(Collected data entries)
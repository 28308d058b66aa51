//! Uncompressed BMP writer
//!
//! Layout:
//! - 14-byte file header: `BM`, file size, two reserved u16, pixel offset
//! - 40-byte BITMAPINFOHEADER: positive height (bottom-up), 1 plane, 24 or
//!   32 bpp, BI_RGB, image size, 2835 px/m (72 DPI), no palette
//! - Pixel rows bottom row first, BGR(A) order, each row padded to 4 bytes
//!
//! All multi-byte fields are little-endian.

use drawpad_ipc::ExportFormat;
use painting::PixelBuffer;
use tracing::debug;

use crate::{EncodeError, Encoded, FormatEncoder, ignore_quality};

const FILE_HEADER_SIZE: u32 = 14;
const INFO_HEADER_SIZE: u32 = 40;
const PIXEL_OFFSET: u32 = FILE_HEADER_SIZE + INFO_HEADER_SIZE;
/// 72 DPI in pixels per meter
const PIXELS_PER_METER: i32 = 2835;
const BI_RGB: u32 = 0;

/// Bits per pixel of the written bitmap
#[derive(Debug, Clone, Copy, PartialEq, Eq, Default)]
pub enum BmpDepth {
    /// BGR, rows padded to 4 bytes
    #[default]
    Bits24,
    /// BGRA, rows naturally 4-byte aligned
    Bits32,
}

impl BmpDepth {
    pub fn bits(self) -> u16 {
        match self {
            BmpDepth::Bits24 => 24,
            BmpDepth::Bits32 => 32,
        }
    }

    fn bytes_per_pixel(self) -> usize {
        self.bits() as usize / 8
    }
}

impl TryFrom<u16> for BmpDepth {
    type Error = EncodeError;

    fn try_from(bits: u16) -> Result<Self, Self::Error> {
        match bits {
            24 => Ok(BmpDepth::Bits24),
            32 => Ok(BmpDepth::Bits32),
            other => Err(EncodeError::UnsupportedDepth(other)),
        }
    }
}

/// Stride of one stored row, padded to a multiple of 4 bytes
fn row_stride(width: u32, depth: BmpDepth) -> u64 {
    (width as u64 * depth.bits() as u64).div_ceil(32) * 4
}

/// Encode a buffer as an uncompressed bottom-up BMP
pub fn encode_bmp(buffer: &PixelBuffer, depth: BmpDepth) -> Result<Vec<u8>, EncodeError> {
    let (width, height) = (buffer.width(), buffer.height());
    let too_large = || EncodeError::TooLarge {
        format: ExportFormat::Bmp,
        width,
        height,
    };

    let stride = row_stride(width, depth);
    let image_size = u32::try_from(stride * height as u64).map_err(|_| too_large())?;
    let file_size = image_size.checked_add(PIXEL_OFFSET).ok_or_else(too_large)?;
    let signed_width = i32::try_from(width).map_err(|_| too_large())?;
    let signed_height = i32::try_from(height).map_err(|_| too_large())?;

    let mut out = Vec::with_capacity(file_size as usize);

    // File header
    out.extend_from_slice(b"BM");
    out.extend_from_slice(&file_size.to_le_bytes());
    out.extend_from_slice(&0u16.to_le_bytes());
    out.extend_from_slice(&0u16.to_le_bytes());
    out.extend_from_slice(&PIXEL_OFFSET.to_le_bytes());

    // BITMAPINFOHEADER
    out.extend_from_slice(&INFO_HEADER_SIZE.to_le_bytes());
    out.extend_from_slice(&signed_width.to_le_bytes());
    out.extend_from_slice(&signed_height.to_le_bytes());
    out.extend_from_slice(&1u16.to_le_bytes());
    out.extend_from_slice(&depth.bits().to_le_bytes());
    out.extend_from_slice(&BI_RGB.to_le_bytes());
    out.extend_from_slice(&image_size.to_le_bytes());
    out.extend_from_slice(&PIXELS_PER_METER.to_le_bytes());
    out.extend_from_slice(&PIXELS_PER_METER.to_le_bytes());
    out.extend_from_slice(&0u32.to_le_bytes());
    out.extend_from_slice(&0u32.to_le_bytes());

    let padding = stride as usize - width as usize * depth.bytes_per_pixel();
    for row in buffer.rows().rev() {
        for px in row.chunks_exact(4) {
            out.extend_from_slice(&[px[2], px[1], px[0]]);
            if depth == BmpDepth::Bits32 {
                out.push(px[3]);
            }
        }
        out.extend(std::iter::repeat_n(0u8, padding));
    }

    debug_assert_eq!(out.len(), file_size as usize);
    debug!(
        "Encoded {}x{} BMP at {} bpp ({} bytes)",
        width,
        height,
        depth.bits(),
        out.len()
    );
    Ok(out)
}

#[derive(Debug, Clone, Copy, Default)]
pub struct BmpWriter {
    depth: BmpDepth,
}

impl BmpWriter {
    pub fn new(depth: BmpDepth) -> Self {
        Self { depth }
    }
}

impl FormatEncoder for BmpWriter {
    fn format(&self) -> ExportFormat {
        ExportFormat::Bmp
    }

    fn encode(&self, buffer: &PixelBuffer, quality: Option<f32>) -> Result<Encoded, EncodeError> {
        ignore_quality(ExportFormat::Bmp, quality);
        encode_bmp(buffer, self.depth).map(Encoded::Bytes)
    }
}

#[cfg(test)]
mod tests {
    use super::*;

    #[test]
    fn test_golden_2x2_red() {
        let buffer = PixelBuffer::filled(2, 2, [0xFF, 0x00, 0x00, 0xFF]).unwrap();
        let bytes = encode_bmp(&buffer, BmpDepth::Bits24).unwrap();

        #[rustfmt::skip]
        let expected: [u8; 70] = [
            // File header
            0x42, 0x4D,             // "BM"
            0x46, 0x00, 0x00, 0x00, // file size 70
            0x00, 0x00, 0x00, 0x00, // reserved
            0x36, 0x00, 0x00, 0x00, // pixel offset 54
            // BITMAPINFOHEADER
            0x28, 0x00, 0x00, 0x00, // header size 40
            0x02, 0x00, 0x00, 0x00, // width 2
            0x02, 0x00, 0x00, 0x00, // height 2 (bottom-up)
            0x01, 0x00,             // planes
            0x18, 0x00,             // 24 bpp
            0x00, 0x00, 0x00, 0x00, // BI_RGB
            0x10, 0x00, 0x00, 0x00, // image size 16
            0x13, 0x0B, 0x00, 0x00, // 2835 px/m
            0x13, 0x0B, 0x00, 0x00, // 2835 px/m
            0x00, 0x00, 0x00, 0x00, // palette colors
            0x00, 0x00, 0x00, 0x00, // important colors
            // Bottom row: two BGR red pixels + 2 padding bytes
            0x00, 0x00, 0xFF, 0x00, 0x00, 0xFF, 0x00, 0x00,
            // Top row
            0x00, 0x00, 0xFF, 0x00, 0x00, 0xFF, 0x00, 0x00,
        ];

        assert_eq!(bytes.len(), 14 + 40 + 16);
        assert_eq!(bytes.as_slice(), expected.as_slice());
    }

    #[test]
    fn test_row_order_and_channel_order() {
        // Top-left red, top-right green, bottom-left blue, bottom-right white
        let raw = vec![
            255, 0, 0, 255, 0, 255, 0, 255, //
            0, 0, 255, 255, 255, 255, 255, 255,
        ];
        let buffer = PixelBuffer::from_raw(2, 2, raw).unwrap();
        let bytes = encode_bmp(&buffer, BmpDepth::Bits24).unwrap();

        // First stored row is the bottom row: blue then white, in BGR
        assert_eq!(&bytes[54..60], &[255, 0, 0, 255, 255, 255]);
        // Second stored row is the top row: red then green, in BGR
        assert_eq!(&bytes[62..68], &[0, 0, 255, 0, 255, 0]);

        let decoded = image::load_from_memory_with_format(&bytes, image::ImageFormat::Bmp)
            .unwrap()
            .to_rgba8();
        assert_eq!(decoded.as_raw().as_slice(), buffer.as_raw());
    }

    #[test]
    fn test_odd_width_padding() {
        // 3 px * 3 bytes = 9, padded to 12
        let buffer = PixelBuffer::filled(3, 5, [1, 2, 3, 255]).unwrap();
        let bytes = encode_bmp(&buffer, BmpDepth::Bits24).unwrap();
        assert_eq!(bytes.len(), 54 + 12 * 5);
        assert_eq!(&bytes[54 + 9..54 + 12], &[0, 0, 0]);

        let decoded = image::load_from_memory_with_format(&bytes, image::ImageFormat::Bmp)
            .unwrap()
            .to_rgba8();
        assert_eq!(decoded.dimensions(), (3, 5));
        assert_eq!(decoded.as_raw().as_slice(), buffer.as_raw());
    }

    #[test]
    fn test_32_bit_layout() {
        let buffer = PixelBuffer::filled(3, 1, [10, 20, 30, 255]).unwrap();
        let bytes = encode_bmp(&buffer, BmpDepth::Bits32).unwrap();
        assert_eq!(bytes.len(), 54 + 12);
        assert_eq!(u16::from_le_bytes([bytes[28], bytes[29]]), 32);
        assert_eq!(&bytes[54..58], &[30, 20, 10, 255]);
    }

    #[test]
    fn test_depth_from_bits() {
        assert_eq!(BmpDepth::try_from(24).unwrap(), BmpDepth::Bits24);
        assert!(matches!(
            BmpDepth::try_from(8),
            Err(EncodeError::UnsupportedDepth(8))
        ));
    }
}
//! Shared configuration for drawpad
//!
//! This crate provides the single source of truth for canvas dimensions and
//! export settings. Defaults can be overridden through `DRAWPAD_*`
//! environment variables.

use std::path::PathBuf;
use std::str::FromStr;
use std::time::Duration;

use serde::{Deserialize, Serialize};

/// Default canvas width in pixels
pub const DEFAULT_WIDTH: u32 = 800;

/// Default canvas height in pixels
pub const DEFAULT_HEIGHT: u32 = 600;

/// Default JPEG/WebP quality (0.0-1.0 scale)
pub const DEFAULT_QUALITY: f32 = 0.9;

/// Default BMP bit depth
pub const DEFAULT_BMP_BITS: u16 = 24;

/// Grace period before a delivered transient handle is released
pub const DEFAULT_RELEASE_GRACE_SECS: u64 = 30;

/// How long a surface capture may stay pending before it is treated as stalled
pub const DEFAULT_CAPTURE_WATCHDOG_SECS: u64 = 10;

/// Canvas configuration
#[derive(Debug, Clone, Serialize, Deserialize)]
pub struct CanvasConfig {
    /// Surface width in pixels
    pub width: u32,
    /// Surface height in pixels
    pub height: u32,
}

impl Default for CanvasConfig {
    fn default() -> Self {
        Self {
            width: DEFAULT_WIDTH,
            height: DEFAULT_HEIGHT,
        }
    }
}

impl CanvasConfig {
    /// Create a new canvas config with the given dimensions
    pub fn new(width: u32, height: u32) -> Self {
        Self { width, height }
    }

    /// Read `DRAWPAD_WIDTH` / `DRAWPAD_HEIGHT` from the environment
    pub fn from_env() -> Self {
        Self::from_lookup(|key| std::env::var(key).ok())
    }

    /// Build from an arbitrary key lookup (environment, test table, ...)
    pub fn from_lookup(lookup: impl Fn(&str) -> Option<String>) -> Self {
        let mut config = Self::default();
        if let Some(width) = parse_var(&lookup, "DRAWPAD_WIDTH") {
            config.width = width;
        }
        if let Some(height) = parse_var(&lookup, "DRAWPAD_HEIGHT") {
            config.height = height;
        }
        config
    }
}

/// Export pipeline settings
#[derive(Debug, Clone, Serialize, Deserialize)]
pub struct ExportSettings {
    /// Quality used for JPEG when the request carries none
    pub jpeg_quality: f32,
    /// Quality used for WebP when the request carries none
    pub webp_quality: f32,
    /// BMP bits per pixel, 24 or 32
    pub bmp_bits_per_pixel: u16,
    /// Delay before a transient delivery handle is released
    pub release_grace: Duration,
    /// Capture watchdog; a capture pending longer than this is a bug
    pub capture_watchdog: Duration,
    /// Optional `<title>` written into SVG exports
    pub svg_title: Option<String>,
    /// Directory the file sink writes into
    pub output_dir: PathBuf,
}

impl Default for ExportSettings {
    fn default() -> Self {
        Self {
            jpeg_quality: DEFAULT_QUALITY,
            webp_quality: DEFAULT_QUALITY,
            bmp_bits_per_pixel: DEFAULT_BMP_BITS,
            release_grace: Duration::from_secs(DEFAULT_RELEASE_GRACE_SECS),
            capture_watchdog: Duration::from_secs(DEFAULT_CAPTURE_WATCHDOG_SECS),
            svg_title: None,
            output_dir: PathBuf::from("."),
        }
    }
}

impl ExportSettings {
    /// Parse settings from `DRAWPAD_*` environment variables
    pub fn from_env() -> Self {
        Self::from_lookup(|key| std::env::var(key).ok())
    }

    /// Build from an arbitrary key lookup. Unparseable values are logged and ignored.
    pub fn from_lookup(lookup: impl Fn(&str) -> Option<String>) -> Self {
        let mut settings = Self::default();

        if let Some(q) = parse_var::<f32>(&lookup, "DRAWPAD_JPEG_QUALITY") {
            settings.jpeg_quality = q;
        }
        if let Some(q) = parse_var::<f32>(&lookup, "DRAWPAD_WEBP_QUALITY") {
            settings.webp_quality = q;
        }
        match parse_var::<u16>(&lookup, "DRAWPAD_BMP_DEPTH") {
            Some(bits @ (24 | 32)) => settings.bmp_bits_per_pixel = bits,
            Some(bits) => tracing::warn!("Ignoring DRAWPAD_BMP_DEPTH={}: expected 24 or 32", bits),
            None => {}
        }
        if let Some(secs) = parse_var::<u64>(&lookup, "DRAWPAD_RELEASE_GRACE_SECS") {
            settings.release_grace = Duration::from_secs(secs);
        }
        if let Some(secs) = parse_var::<u64>(&lookup, "DRAWPAD_CAPTURE_WATCHDOG_SECS") {
            settings.capture_watchdog = Duration::from_secs(secs.max(1));
        }
        if let Some(title) = lookup("DRAWPAD_SVG_TITLE") {
            settings.svg_title = Some(title);
        }
        if let Some(dir) = lookup("DRAWPAD_OUT_DIR") {
            settings.output_dir = PathBuf::from(dir);
        }

        settings
    }
}

fn parse_var<T: FromStr>(lookup: &impl Fn(&str) -> Option<String>, key: &str) -> Option<T> {
    let raw = lookup(key)?;
    match raw.trim().parse() {
        Ok(value) => Some(value),
        Err(_) => {
            tracing::warn!("Ignoring {}={:?}: not a valid value", key, raw);
            None
        }
    }
}

#[cfg(test)]
mod tests {
    use super::*;
    use std::collections::HashMap;

    fn table(pairs: &[(&str, &str)]) -> impl Fn(&str) -> Option<String> {
        let map: HashMap<String, String> = pairs
            .iter()
            .map(|(k, v)| (k.to_string(), v.to_string()))
            .collect();
        move |key| map.get(key).cloned()
    }

    #[test]
    fn test_default_settings() {
        let settings = ExportSettings::default();
        assert_eq!(settings.jpeg_quality, DEFAULT_QUALITY);
        assert_eq!(settings.bmp_bits_per_pixel, 24);
        assert_eq!(settings.release_grace, Duration::from_secs(30));
    }

    #[test]
    fn test_lookup_overrides() {
        let settings = ExportSettings::from_lookup(table(&[
            ("DRAWPAD_JPEG_QUALITY", "0.5"),
            ("DRAWPAD_BMP_DEPTH", "32"),
            ("DRAWPAD_RELEASE_GRACE_SECS", "5"),
            ("DRAWPAD_OUT_DIR", "/tmp/out"),
        ]));
        assert_eq!(settings.jpeg_quality, 0.5);
        assert_eq!(settings.webp_quality, DEFAULT_QUALITY);
        assert_eq!(settings.bmp_bits_per_pixel, 32);
        assert_eq!(settings.release_grace, Duration::from_secs(5));
        assert_eq!(settings.output_dir, PathBuf::from("/tmp/out"));
    }

    #[test]
    fn test_invalid_values_ignored() {
        let settings = ExportSettings::from_lookup(table(&[
            ("DRAWPAD_JPEG_QUALITY", "high"),
            ("DRAWPAD_BMP_DEPTH", "16"),
        ]));
        assert_eq!(settings.jpeg_quality, DEFAULT_QUALITY);
        assert_eq!(settings.bmp_bits_per_pixel, DEFAULT_BMP_BITS);
    }

    #[test]
    fn test_canvas_from_lookup() {
        let canvas = CanvasConfig::from_lookup(table(&[("DRAWPAD_WIDTH", "320")]));
        assert_eq!(canvas.width, 320);
        assert_eq!(canvas.height, DEFAULT_HEIGHT);
    }
}
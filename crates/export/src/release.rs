//! Deferred release of transient delivery handles

use std::sync::Arc;
use std::sync::atomic::{AtomicUsize, Ordering};
use std::time::Duration;

use tracing::debug;

use crate::sink::{DeliverySink, TransientHandle};

/// Releases handles after a grace period, so a pending download or viewer
/// can still read them.
#[derive(Debug, Clone)]
pub struct ReleaseScheduler {
    grace: Duration,
    pending: Arc<AtomicUsize>,
}

impl ReleaseScheduler {
    pub fn new(grace: Duration) -> Self {
        Self {
            grace,
            pending: Arc::new(AtomicUsize::new(0)),
        }
    }

    pub fn grace(&self) -> Duration {
        self.grace
    }

    /// Handles scheduled but not yet released
    pub fn pending(&self) -> usize {
        self.pending.load(Ordering::SeqCst)
    }

    /// Release `handle` through `sink` once the grace period has elapsed.
    ///
    /// A zero grace releases immediately. Otherwise a task is spawned on the
    /// current tokio runtime.
    pub fn schedule<S: DeliverySink>(&self, sink: Arc<S>, handle: TransientHandle) {
        if self.grace.is_zero() {
            sink.release(handle);
            return;
        }

        debug!("Scheduling release of {} in {:?}", handle.label, self.grace);
        self.pending.fetch_add(1, Ordering::SeqCst);
        let pending = self.pending.clone();
        let grace = self.grace;
        tokio::spawn(async move {
            tokio::time::sleep(grace).await;
            sink.release(handle);
            pending.fetch_sub(1, Ordering::SeqCst);
        });
    }
}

* What you should do:
Reproduce the lines above, beginning at the line with "const BI_RGB: u32 = 0;" and stopping after the line with "out.extend_from_slice(&depth.bits().to_le_bytes());", exactly as they are.

* Answer space:
const BI_RGB: u32 = 0;

/// Bits per pixel of the written bitmap
#[derive(Debug, Clone, Copy, PartialEq, Eq, Default)]
pub enum BmpDepth {
    /// BGR, rows padded to 4 bytes
    #[default]
    Bits24,
    /// BGRA, rows naturally 4-byte aligned
    Bits32,
}

impl BmpDepth {
    pub fn bits(self) -> u16 {
        match self {
            BmpDepth::Bits24 => 24,
            BmpDepth::Bits32 => 32,
        }
    }

    fn bytes_per_pixel(self) -> usize {
        self.bits() as usize / 8
    }
}

impl TryFrom<u16> for BmpDepth {
    type Error = EncodeError;

    fn try_from(bits: u16) -> Result<Self, Self::Error> {
        match bits {
            24 => Ok(BmpDepth::Bits24),
            32 => Ok(BmpDepth::Bits32),
            other => Err(EncodeError::UnsupportedDepth(other)),
        }
    }
}

/// Stride of one stored row, padded to a multiple of 4 bytes
fn row_stride(width: u32, depth: BmpDepth) -> u64 {
    (width as u64 * depth.bits() as u64).div_ceil(32) * 4
}

/// Encode a buffer as an uncompressed bottom-up BMP
pub fn encode_bmp(buffer: &PixelBuffer, depth: BmpDepth) -> Result<Vec<u8>, EncodeError> {
    let (width, height) = (buffer.width(), buffer.height());
    let too_large = || EncodeError::TooLarge {
        format: ExportFormat::Bmp,
        width,
        height,
    };

    let stride = row_stride(width, depth);
    let image_size = u32::try_from(stride * height as u64).map_err(|_| too_large())?;
    let file_size = image_size.checked_add(PIXEL_OFFSET).ok_or_else(too_large)?;
    let signed_width = i32::try_from(width).map_err(|_| too_large())?;
    let signed_height = i32::try_from(height).map_err(|_| too_large())?;

    let mut out = Vec::with_capacity(file_size as usize);

    // File header
    out.extend_from_slice(b"BM");
    out.extend_from_slice(&file_size.to_le_bytes());
    out.extend_from_slice(&0u16.to_le_bytes());
    out.extend_from_slice(&0u16.to_le_bytes());
    out.extend_from_slice(&PIXEL_OFFSET.to_le_bytes());

    // BITMAPINFOHEADER
    out.extend_from_slice(&INFO_HEADER_SIZE.to_le_bytes());
    out.extend_from_slice(&signed_width.to_le_bytes());
    out.extend_from_slice(&signed_height.to_le_bytes());
    out.extend_from_slice(&1u16.to_le_bytes());
    out.extend_from_slice(&depth.bits().to_le_bytes());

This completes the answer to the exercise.